Whatever his machinations, Maitland later became an adherent of what was known as the Queen's Party that wished to restore her, if not to full monarchy, at least to regency for her son, James. The Queen’s Party, which included Fleming and Maitland, held Edinburgh Castle in 1573, but when it was captured by the English they were handed over to the Regent, Morton.
Fleming was freed, struggling to retain her diamond and ruby chain that had been Queen Mary’s, while Maitland, carried out of the castle on a litter, died before he could be brought to trial. Suicide was rumoured. The King's Party planned to hang, draw and quarter his dead body, but Fleming wrote to Cecil, asking him to intervene. He passed the plea to Elizabeth, who requested the Scottish lords to spare the body.
Fleming waited until 1583 for Maitland’s lands to be restored. She and Maitland had two children – a son, James, converted to the old faith and fled to France, while their daughter, Margaret, became Countess of Roxburghe.
The fourth Mary, Seton, never married, but stayed with her mistress for many years. After the surrender at Carberry Hill [Mary surrendered and later went to exile in England following the battle of Carberry Hill, 15 June 1567, which took place near Edinburgh after a number of Scottish lords objected Mary’s rule following her marriage to the Earl of Bothwell, who was widely believed to have murdered her previous husband Lord Darnley], she joined Mary in captivity at Lochleven Castle.
By standing at a window, dressed in the queen's clothes, she gave Mary time to slip out of the castle, and escape across the loch in a rowing boat. Later, when Mary fled to even more onerous imprisonment in England, Seton was permitted to join her, and spent 15 years incarcerated in the gloomy series of castles where Mary wore her life away.
In 1570 Seton's mother wrote to her, and was apprehended by the King's Party, who sought to banish her from Scotland for communicating with Mary's household. Elizabeth intervened, requesting forbearance “if the cause be no greater” than writing to her daughter.

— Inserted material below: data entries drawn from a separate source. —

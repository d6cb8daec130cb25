mod common;

use std::io;
use std::sync::{Arc, Mutex};

use anyhow::Result;
use serde_json::{json, Value};

use common::{person, sync, Harness, Script};

#[derive(Clone, Default)]
struct Captured(Arc<Mutex<Vec<u8>>>);

impl io::Write for Captured {
    fn write(&mut self, buf: &[u8]) -> io::Result<usize> {
        self.0.lock().unwrap().extend_from_slice(buf);
        Ok(buf.len())
    }

    fn flush(&mut self) -> io::Result<()> {
        Ok(())
    }
}

impl Captured {
    fn events(&self) -> Vec<Value> {
        let bytes = self.0.lock().unwrap().clone();
        String::from_utf8(bytes)
            .unwrap()
            .lines()
            .filter_map(|line| serde_json::from_str(line).ok())
            .collect()
    }
}

fn message_containing<'a>(events: &'a [Value], needle: &str) -> &'a Value {
    events
        .iter()
        .find(|e| {
            e["fields"]["message"]
                .as_str()
                .map_or(false, |m| m.contains(needle))
        })
        .unwrap_or_else(|| panic!("no log line containing {:?}", needle))
}

#[tokio::test]
async fn unclassified_item_errors_are_tagged_in_the_log() -> Result<()> {
    let captured = Captured::default();
    let writer = captured.clone();
    let subscriber = tracing_subscriber::fmt()
        .json()
        .with_max_level(tracing::Level::WARN)
        .with_writer(move || writer.clone())
        .finish();
    let _guard = tracing::subscriber::set_default(subscriber);

    let harness = Harness::new();
    let mut failing = person("a", "A");
    failing["fail"] = json!(true);
    let mut broken = person("b", "B");
    broken["broken"] = json!(true);
    let runner = harness.people(&Script::single(vec![failing, broken]), false);
    sync(&runner).await;

    let events = captured.events();
    let unclassified = message_containing(&events, "Process Item Error");
    assert_eq!(unclassified["level"], "ERROR");
    assert_eq!(unclassified["fields"]["unclassified"], json!(true));
    assert_eq!(unclassified["fields"]["resource"], "people");

    let classified = message_containing(&events, "Process Item Fail");
    assert_eq!(classified["level"], "ERROR");
    assert!(classified["fields"].get("unclassified").is_none());
    Ok(())
}
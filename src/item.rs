//! Normalized sync items and the paging-aware collection that carries them through the pipeline.

use serde::{Deserialize, Serialize};
use serde_json::{Map, Value};

use crate::parser::ParsedRecord;

/// Field every item carries to remember its position in the source page.
pub const SYNC_KEY: &str = "_sync_key";

fn segments(path: &str) -> impl Iterator<Item = &str> {
    path.split('.').filter(|s| !s.is_empty())
}

fn child<'a>(value: &'a Value, segment: &str) -> Option<&'a Value> {
    match value {
        Value::Object(map) => map.get(segment),
        Value::Array(list) => segment.parse::<usize>().ok().and_then(|i| list.get(i)),
        _ => None,
    }
}

fn child_mut<'a>(value: &'a mut Value, segment: &str) -> Option<&'a mut Value> {
    match value {
        Value::Object(map) => map.get_mut(segment),
        Value::Array(list) => segment
            .parse::<usize>()
            .ok()
            .and_then(move |i| list.get_mut(i)),
        _ => None,
    }
}

pub(crate) fn lookup<'a>(map: &'a Map<String, Value>, path: &str) -> Option<&'a Value> {
    let mut parts = segments(path);
    let mut current = map.get(parts.next()?)?;
    for part in parts {
        current = child(current, part)?;
    }
    Some(current)
}

fn lookup_mut<'a>(map: &'a mut Map<String, Value>, path: &str) -> Option<&'a mut Value> {
    let mut parts = segments(path);
    let mut current = map.get_mut(parts.next()?)?;
    for part in parts {
        current = child_mut(current, part)?;
    }
    Some(current)
}

/// Writes `value` at `path`, turning anything in the way into an object.
pub(crate) fn assign(map: &mut Map<String, Value>, path: &str, value: Value) {
    let parts: Vec<&str> = segments(path).collect();
    let Some((last, parents)) = parts.split_last() else {
        return;
    };
    let mut current = map;
    for part in parents {
        let entry = current
            .entry(part.to_string())
            .or_insert_with(|| Value::Object(Map::new()));
        if !entry.is_object() {
            *entry = Value::Object(Map::new());
        }
        current = match entry {
            Value::Object(inner) => inner,
            _ => unreachable!("entry was just coerced into an object"),
        };
    }
    current.insert(last.to_string(), value);
}

fn remove(map: &mut Map<String, Value>, path: &str) -> Option<Value> {
    match path.rsplit_once('.') {
        None => map.shift_remove(path),
        Some((parent, last)) => match lookup_mut(map, parent)? {
            Value::Object(inner) => inner.shift_remove(last),
            Value::Array(list) => {
                let index = last.parse::<usize>().ok()?;
                (index < list.len()).then(|| list.remove(index))
            }
            _ => None,
        },
    }
}

/// Loose emptiness: null, false, zero, "", "0" and empty containers all count as empty.
pub fn is_empty_value(value: &Value) -> bool {
    match value {
        Value::Null => true,
        Value::Bool(b) => !b,
        Value::Number(n) => n.as_f64() == Some(0.0),
        Value::String(s) => s.is_empty() || s == "0",
        Value::Array(a) => a.is_empty(),
        Value::Object(o) => o.is_empty(),
    }
}

/// Renders scalars as plain strings (numbers and booleans included).
pub fn value_to_string(value: &Value) -> Option<String> {
    match value {
        Value::String(s) => Some(s.clone()),
        Value::Number(n) => Some(n.to_string()),
        Value::Bool(b) => Some(b.to_string()),
        _ => None,
    }
}

/// One normalized source record: a schema-less nested mapping.
#[derive(Debug, Clone, Default, PartialEq, Serialize, Deserialize)]
#[serde(transparent)]
pub struct SyncItem {
    data: Map<String, Value>,
}

impl SyncItem {
    pub fn new(data: Map<String, Value>) -> Self {
        Self { data }
    }

    /// Objects are taken as-is; anything else is wrapped as `{ "value": ... }`.
    pub fn from_value(value: Value) -> Self {
        match value {
            Value::Object(data) => Self { data },
            other => {
                let mut data = Map::new();
                data.insert("value".to_string(), other);
                Self { data }
            }
        }
    }

    pub fn key(&self) -> Option<&str> {
        self.data.get(SYNC_KEY).and_then(Value::as_str)
    }

    pub fn has(&self, path: &str) -> bool {
        lookup(&self.data, path).is_some()
    }

    pub fn get(&self, path: &str) -> Option<&Value> {
        lookup(&self.data, path)
    }

    pub fn get_mut(&mut self, path: &str) -> Option<&mut Value> {
        lookup_mut(&mut self.data, path)
    }

    pub fn get_string(&self, path: &str) -> Option<String> {
        self.get(path).and_then(value_to_string)
    }

    pub fn set(&mut self, path: &str, value: impl Into<Value>) {
        assign(&mut self.data, path, value.into());
    }

    pub fn unset(&mut self, path: &str) -> Option<Value> {
        remove(&mut self.data, path)
    }

    pub fn is_empty_at(&self, path: &str) -> bool {
        self.get(path).map_or(true, is_empty_value)
    }

    /// Number of top-level fields.
    pub fn len(&self) -> usize {
        self.data.len()
    }

    pub fn is_empty(&self) -> bool {
        self.data.is_empty()
    }

    pub fn fields(&self) -> impl Iterator<Item = (&String, &Value)> {
        self.data.iter()
    }

    pub fn as_map(&self) -> &Map<String, Value> {
        &self.data
    }

    pub fn to_value(&self) -> Value {
        Value::Object(self.data.clone())
    }

    pub fn into_value(self) -> Value {
        Value::Object(self.data)
    }

    /// Copies every top-level field of `other` over this item.
    pub fn extend_from(&mut self, other: &SyncItem) {
        for (key, value) in other.fields() {
            if key != SYNC_KEY {
                self.data.insert(key.clone(), value.clone());
            }
        }
    }
}

/// An ordered, keyed page of items plus the paging flag computed by the fetcher.
#[derive(Debug, Clone, Default, PartialEq, Serialize, Deserialize)]
pub struct SyncItemCollection {
    items: Vec<SyncItem>,
    original_count: usize,
    has_next_page: bool,
}

impl SyncItemCollection {
    pub fn new(records: Vec<ParsedRecord>) -> Self {
        let mut collection = Self::default();
        collection.set_items(records);
        collection.original_count = collection.items.len();
        collection
    }

    pub fn from_values(values: Vec<Value>) -> Self {
        Self::new(
            values
                .into_iter()
                .enumerate()
                .map(|(i, record)| ParsedRecord::new(i.to_string(), record))
                .collect(),
        )
    }

    /// Replaces the items, stamping each with its key. The original count is left alone.
    pub fn set_items(&mut self, records: Vec<ParsedRecord>) {
        self.items = records
            .into_iter()
            .map(|record| {
                let mut item = SyncItem::from_value(record.record);
                item.set(SYNC_KEY, record.key);
                item
            })
            .collect();
    }

    pub fn items(&self) -> &[SyncItem] {
        &self.items
    }

    pub fn iter(&self) -> std::slice::Iter<'_, SyncItem> {
        self.items.iter()
    }

    pub fn iter_mut(&mut self) -> std::slice::IterMut<'_, SyncItem> {
        self.items.iter_mut()
    }

    pub fn count(&self) -> usize {
        self.items.len()
    }

    pub fn original_count(&self) -> usize {
        self.original_count
    }

    pub fn has_items(&self) -> bool {
        !self.items.is_empty()
    }

    pub fn has_next_page(&self) -> bool {
        self.has_next_page
    }

    pub fn set_has_next_page(&mut self, has_next_page: bool) {
        self.has_next_page = has_next_page;
    }

    pub fn first(&self) -> Option<&SyncItem> {
        self.items.first()
    }

    pub fn last(&self) -> Option<&SyncItem> {
        self.items.last()
    }

    /// Keeps `length` items starting at `offset`.
    pub fn slice(&mut self, offset: usize, length: usize) {
        let start = offset.min(self.items.len());
        let end = start.saturating_add(length).min(self.items.len());
        self.items = self.items.drain(start..end).collect();
    }

    pub fn retain(&mut self, keep: impl FnMut(&SyncItem) -> bool) {
        self.items.retain(keep);
    }

    pub fn remove_item(&mut self, key: &str) -> Option<SyncItem> {
        let index = self.items.iter().position(|i| i.key() == Some(key))?;
        Some(self.items.remove(index))
    }

    pub fn item(&self, key: &str) -> Option<&SyncItem> {
        self.items.iter().find(|i| i.key() == Some(key))
    }

    fn split_path(path: &str) -> (&str, Option<&str>) {
        match path.split_once('.') {
            Some((key, rest)) => (key, Some(rest)),
            None => (path, None),
        }
    }

    /// `"<key>"` addresses an item, `"<key>.<path>"` a field inside it.
    pub fn has(&self, path: &str) -> bool {
        let (key, rest) = Self::split_path(path);
        match (self.item(key), rest) {
            (Some(_), None) => true,
            (Some(item), Some(rest)) => item.has(rest),
            (None, _) => false,
        }
    }

    pub fn get(&self, path: &str) -> Option<&Value> {
        let (key, rest) = Self::split_path(path);
        self.item(key)?.get(rest?)
    }

    /// Sets a field on an existing item; returns false when no item has that key.
    pub fn set(&mut self, path: &str, value: impl Into<Value>) -> bool {
        let (key, rest) = Self::split_path(path);
        let Some(rest) = rest else {
            return false;
        };
        match self.items.iter_mut().find(|i| i.key() == Some(key)) {
            Some(item) => {
                item.set(rest, value);
                true
            }
            None => false,
        }
    }

    pub fn unset(&mut self, path: &str) -> Option<Value> {
        let (key, rest) = Self::split_path(path);
        match rest {
            None => self.remove_item(key).map(SyncItem::into_value),
            Some(rest) => self
                .items
                .iter_mut()
                .find(|i| i.key() == Some(key))?
                .unset(rest),
        }
    }

    pub fn to_value(&self) -> Value {
        let mut map = Map::new();
        for (index, item) in self.items.iter().enumerate() {
            let key = item
                .key()
                .map(str::to_string)
                .unwrap_or_else(|| index.to_string());
            map.insert(key, item.to_value());
        }
        Value::Object(map)
    }
}

impl<'a> IntoIterator for &'a SyncItemCollection {
    type Item = &'a SyncItem;
    type IntoIter = std::slice::Iter<'a, SyncItem>;

    fn into_iter(self) -> Self::IntoIter {
        self.items.iter()
    }
}

impl IntoIterator for SyncItemCollection {
    type Item = SyncItem;
    type IntoIter = std::vec::IntoIter<SyncItem>;

    fn into_iter(self) -> Self::IntoIter {
        self.items.into_iter()
    }
}

#[cfg(test)]
mod tests {
    use super::*;
    use serde_json::json;

    fn collection() -> SyncItemCollection {
        SyncItemCollection::from_values(vec![
            json!({"id": "1", "name": "A", "tags": ["x", "y"]}),
            json!({"id": "2", "name": "B", "meta": {"bookmark": "k2"}}),
            json!("scalar"),
        ])
    }

    #[test]
    fn items_are_stamped_with_their_key_in_order() {
        let items = collection();
        let keys: Vec<_> = items.iter().map(|i| i.key().unwrap().to_string()).collect();
        assert_eq!(keys, vec!["0", "1", "2"]);
        assert_eq!(items.first().unwrap().get_string("id").as_deref(), Some("1"));
        assert_eq!(items.last().unwrap().get_string("value").as_deref(), Some("scalar"));
    }

    #[test]
    fn nested_paths_read_and_write() {
        let mut item = SyncItem::from_value(json!({"a": {"b": 1}, "list": [{"c": "d"}]}));
        assert_eq!(item.get("a.b"), Some(&json!(1)));
        assert_eq!(item.get_string("list.0.c").as_deref(), Some("d"));
        item.set("a.new.deep", "v");
        assert_eq!(item.get_string("a.new.deep").as_deref(), Some("v"));
        item.set("a.b.c", 2);
        assert_eq!(item.get("a.b.c"), Some(&json!(2)));
        assert_eq!(item.unset("a.new"), Some(json!({"deep": "v"})));
        assert!(!item.has("a.new"));
        assert!(item.is_empty_at("missing"));
    }

    #[test]
    fn slice_and_remove_never_grow_beyond_original_count() {
        let mut items = collection();
        items.slice(1, 10);
        assert_eq!(items.count(), 2);
        assert_eq!(items.original_count(), 3);
        assert!(items.remove_item("1").is_some());
        assert_eq!(items.count(), 1);
        assert!(items.count() <= items.original_count());
        assert!(!items.set("9.name", "nope"));
    }

    #[test]
    fn collection_paths_address_items_by_key() {
        let mut items = collection();
        assert!(items.has("1.meta.bookmark"));
        assert_eq!(items.get("1.meta.bookmark"), Some(&json!("k2")));
        assert!(items.set("0.name", "Z"));
        assert_eq!(items.get("0.name"), Some(&json!("Z")));
        assert_eq!(items.unset("0.tags.1"), Some(json!("y")));
        assert_eq!(items.to_value()["0"]["tags"], json!(["x"]));
    }

    #[test]
    fn loose_emptiness_matches_source_conventions() {
        assert!(is_empty_value(&json!("0")));
        assert!(is_empty_value(&json!(0)));
        assert!(is_empty_value(&json!([])));
        assert!(!is_empty_value(&json!("a")));
    }
}
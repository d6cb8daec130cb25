use serde::Deserialize;
use serde_json::Value;
use tracing::debug;

use super::{records_from_value, select_base, ParsedRecord, Parser};
use crate::error::Result;
use crate::fetcher::Payload;

#[derive(Debug, Clone, Default, Deserialize)]
#[serde(default)]
pub struct JsonSettings {
    /// Dotted path to the list of items inside the document.
    pub base_key: String,
}

pub struct JsonParser {
    base_key: String,
}

impl JsonParser {
    pub fn new(settings: JsonSettings) -> Self {
        Self {
            base_key: settings.base_key,
        }
    }
}

impl Parser for JsonParser {
    fn parse(&self, payload: Payload) -> Result<Vec<ParsedRecord>> {
        let document = decode_json(payload)?;
        let selected = select_base(document, &self.base_key);
        let records = records_from_value(selected);
        debug!(
            "JsonParser: base_key='{}' records={}",
            self.base_key,
            records.len()
        );
        Ok(records)
    }
}

/// Text is decoded; structured payloads are taken as they are.
pub(crate) fn decode_json(payload: Payload) -> Result<Value> {
    match payload {
        Payload::Empty => Ok(Value::Null),
        Payload::Value(value) => Ok(value),
        Payload::Records(list) => Ok(Value::Array(list)),
        other => {
            let text = other.into_text()?;
            if text.trim().is_empty() {
                return Ok(Value::Null);
            }
            Ok(serde_json::from_str(&text)?)
        }
    }
}

#[cfg(test)]
mod tests {
    use super::*;
    use serde_json::json;

    #[test]
    fn base_key_selects_nested_list() {
        let parser = JsonParser::new(JsonSettings {
            base_key: "data.items".to_string(),
        });
        let text = r#"{"data": {"items": [{"id": 7}, {"id": 8}]}, "total": 2}"#;
        let records = parser.parse(Payload::Text(text.to_string())).unwrap();
        assert_eq!(records.len(), 2);
        assert_eq!(records[1].record, json!({"id": 8}));
    }

    #[test]
    fn object_roots_keep_member_keys() {
        let parser = JsonParser::new(JsonSettings::default());
        let records = parser
            .parse(Payload::Text(r#"{"b": {"n": 1}, "a": {"n": 2}}"#.to_string()))
            .unwrap();
        assert_eq!(records[0].key, "b");
        assert_eq!(records[1].key, "a");
    }

    #[test]
    fn blank_body_yields_nothing_and_garbage_errors() {
        let parser = JsonParser::new(JsonSettings::default());
        assert!(parser.parse(Payload::Text("  ".into())).unwrap().is_empty());
        assert!(parser.parse(Payload::Text("{nope".into())).is_err());
    }
}
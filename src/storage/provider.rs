use std::sync::Arc;

use serde_json::{Map, Value};
use tracing::debug;

use super::{EntityStore, LinkWrite, Record, SaveStatus, SyncStorage};
use crate::clock::Clock;
use crate::error::{Result, SyncError};

/// Sync context for a resolved record. It travels next to the record and is never stored on it.
#[derive(Debug, Clone, PartialEq, Eq)]
pub struct SyncLink {
    pub id: String,
    pub group: String,
    pub locked: bool,
}

#[derive(Debug, Clone, PartialEq)]
pub struct ResolvedEntity {
    pub record: Record,
    pub link: SyncLink,
}

/// Finds, creates and saves local records for source identities.
#[derive(Clone)]
pub struct EntityProvider {
    sync: Arc<dyn SyncStorage>,
    entities: Arc<dyn EntityStore>,
    clock: Arc<dyn Clock>,
}

impl EntityProvider {
    pub fn new(
        sync: Arc<dyn SyncStorage>,
        entities: Arc<dyn EntityStore>,
        clock: Arc<dyn Clock>,
    ) -> Self {
        Self {
            sync,
            entities,
            clock,
        }
    }

    /// Resolves an identity through the `sync` table first, then by matching `values`.
    pub async fn get(
        &self,
        id: &str,
        entity_type: &str,
        bundle: &str,
        values: &Map<String, Value>,
        group: &str,
    ) -> Result<Option<ResolvedEntity>> {
        if let Some(row) = self.sync.load_identity(id, entity_type).await? {
            if let Some(mut record) = self.entities.load(entity_type, row.entity_id).await? {
                record.changed = self.clock.now();
                return Ok(Some(ResolvedEntity {
                    record,
                    link: SyncLink {
                        id: id.to_string(),
                        group: group.to_string(),
                        locked: row.locked,
                    },
                }));
            }
            debug!(
                "Identity {} points at missing {}:{}",
                id, entity_type, row.entity_id
            );
        }

        if values.is_empty() {
            return Ok(None);
        }
        let bundle = (!bundle.is_empty()).then_some(bundle);
        let mut matches = self
            .entities
            .load_by_properties(entity_type, bundle, values)
            .await?;
        if matches.is_empty() {
            return Ok(None);
        }
        let mut record = matches.swap_remove(0);
        record.changed = self.clock.now();
        debug!("Matched {} to existing {} by properties", id, record.label());
        Ok(Some(ResolvedEntity {
            record,
            link: SyncLink {
                id: id.to_string(),
                group: group.to_string(),
                locked: false,
            },
        }))
    }

    /// Like [`get`](Self::get) but falls back to a new unsaved record pre-filled with `values`.
    pub async fn get_or_new(
        &self,
        id: &str,
        entity_type: &str,
        bundle: &str,
        values: &Map<String, Value>,
        group: &str,
    ) -> Result<ResolvedEntity> {
        if let Some(found) = self.get(id, entity_type, bundle, values, group).await? {
            return Ok(found);
        }
        let mut record = Record::new(entity_type, bundle, Map::new());
        for (path, value) in values {
            record.set(path, value.clone());
        }
        Ok(ResolvedEntity {
            record,
            link: SyncLink {
                id: id.to_string(),
                group: group.to_string(),
                locked: false,
            },
        })
    }

    /// Like [`get_or_new`](Self::get_or_new) but saves a new record straight away.
    pub async fn get_or_create(
        &self,
        id: &str,
        entity_type: &str,
        bundle: &str,
        values: &Map<String, Value>,
        group: &str,
    ) -> Result<ResolvedEntity> {
        let mut resolved = self
            .get_or_new(id, entity_type, bundle, values, group)
            .await?;
        if resolved.record.is_new() {
            self.save(&mut resolved).await?;
        }
        Ok(resolved)
    }

    /// Persists the record, then its identity link and group timestamp.
    pub async fn save(&self, resolved: &mut ResolvedEntity) -> Result<SaveStatus> {
        let now = self.clock.now();
        let status = self.entities.save(&mut resolved.record, now).await?;
        self.refresh_link(resolved).await?;
        Ok(status)
    }

    /// Re-stamps the identity link of an already saved record without touching the record.
    pub async fn refresh_link(&self, resolved: &ResolvedEntity) -> Result<()> {
        let entity_id = resolved.record.entity_id.ok_or_else(|| {
            SyncError::storage(format!("cannot link unsaved record for {}", resolved.link.id))
        })?;
        self.sync
            .save_link(&LinkWrite {
                id: resolved.link.id.clone(),
                entity_type: resolved.record.entity_type.clone(),
                entity_id,
                group: resolved.link.group.clone(),
                changed: self.clock.now(),
            })
            .await
    }

    /// Reverse lookup used by cleanup.
    pub async fn load_entity(
        &self,
        id: &str,
        entity_type: &str,
        group: &str,
    ) -> Result<Option<ResolvedEntity>> {
        let Some(row) = self.sync.load_identity(id, entity_type).await? else {
            return Ok(None);
        };
        let record = self.entities.load(entity_type, row.entity_id).await?;
        Ok(record.map(|record| ResolvedEntity {
            record,
            link: SyncLink {
                id: id.to_string(),
                group: group.to_string(),
                locked: row.locked,
            },
        }))
    }
}

#[cfg(test)]
mod tests {
    use super::*;
    use crate::clock::ManualClock;
    use crate::storage::{Database, SqliteEntityStore, SqliteSyncStorage};
    use serde_json::json;

    fn provider() -> (EntityProvider, Arc<SqliteSyncStorage>, Arc<ManualClock>) {
        let db = Database::open_in_memory().unwrap();
        let sync = Arc::new(SqliteSyncStorage::new(db.clone()));
        let clock = Arc::new(ManualClock::new(1_000));
        let provider = EntityProvider::new(
            sync.clone(),
            Arc::new(SqliteEntityStore::new(db)),
            clock.clone(),
        );
        (provider, sync, clock)
    }

    #[tokio::test]
    async fn second_resolution_finds_the_linked_record() {
        let (provider, sync, clock) = provider();
        let mut first = provider
            .get_or_new("x1", "node", "page", &Map::new(), "g")
            .await
            .unwrap();
        assert!(first.record.is_new());
        assert_eq!(provider.save(&mut first).await.unwrap(), SaveStatus::New);

        clock.advance(5);
        let again = provider
            .get_or_new("x1", "node", "page", &Map::new(), "g")
            .await
            .unwrap();
        assert_eq!(again.record.entity_id, first.record.entity_id);
        assert_eq!(again.record.changed, 1_005);
        assert_eq!(sync.last_updated("x1", "g").await.unwrap(), Some(1_000));
    }

    #[tokio::test]
    async fn match_values_find_unlinked_records_without_linking_them() {
        let (provider, sync, _clock) = provider();
        let values = json!({"code": "C1"}).as_object().cloned().unwrap();
        let created = provider
            .get_or_create("seed", "node", "page", &values, "g")
            .await
            .unwrap();

        let matched = provider
            .get("other", "node", "page", &values, "g")
            .await
            .unwrap()
            .unwrap();
        assert_eq!(matched.record.entity_id, created.record.entity_id);
        assert!(sync.load_identity("other", "node").await.unwrap().is_none());
    }

    #[tokio::test]
    async fn unsaved_records_cannot_be_linked() {
        let (provider, _sync, _clock) = provider();
        let fresh = provider
            .get_or_new("n", "node", "", &Map::new(), "g")
            .await
            .unwrap();
        assert!(provider.refresh_link(&fresh).await.is_err());
        assert!(provider.load_entity("n", "node", "g").await.unwrap().is_none());
    }
}
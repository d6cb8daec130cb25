// Observability: metrics recording and the optional Prometheus exporter

pub mod metrics;

pub use metrics::{describe_all, install_prometheus, MetricName};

By 1583, even Seton's devotion and health were tried by the long imprisonment, and she was given leave to retire to a French convent at Rheims. Seton lived on to see her mistress's son inherit the crown of England, before dying in 1615. She was buried in the convent she had dwelt in for more than 30 years. Were her last thoughts of the charismatic queen she had served so faithfully, or did it all seem a distant dream?
“But why should I fear a nameless grave
When I've hopes for eternity….
There was Mary Seton and Mary Beaton,
And Mary [Fleming] and me”.

Melita Thomas is the editor of Tudor Times, a new website about daily life in the period. Visit www.tudortimes.co.uk to find out more.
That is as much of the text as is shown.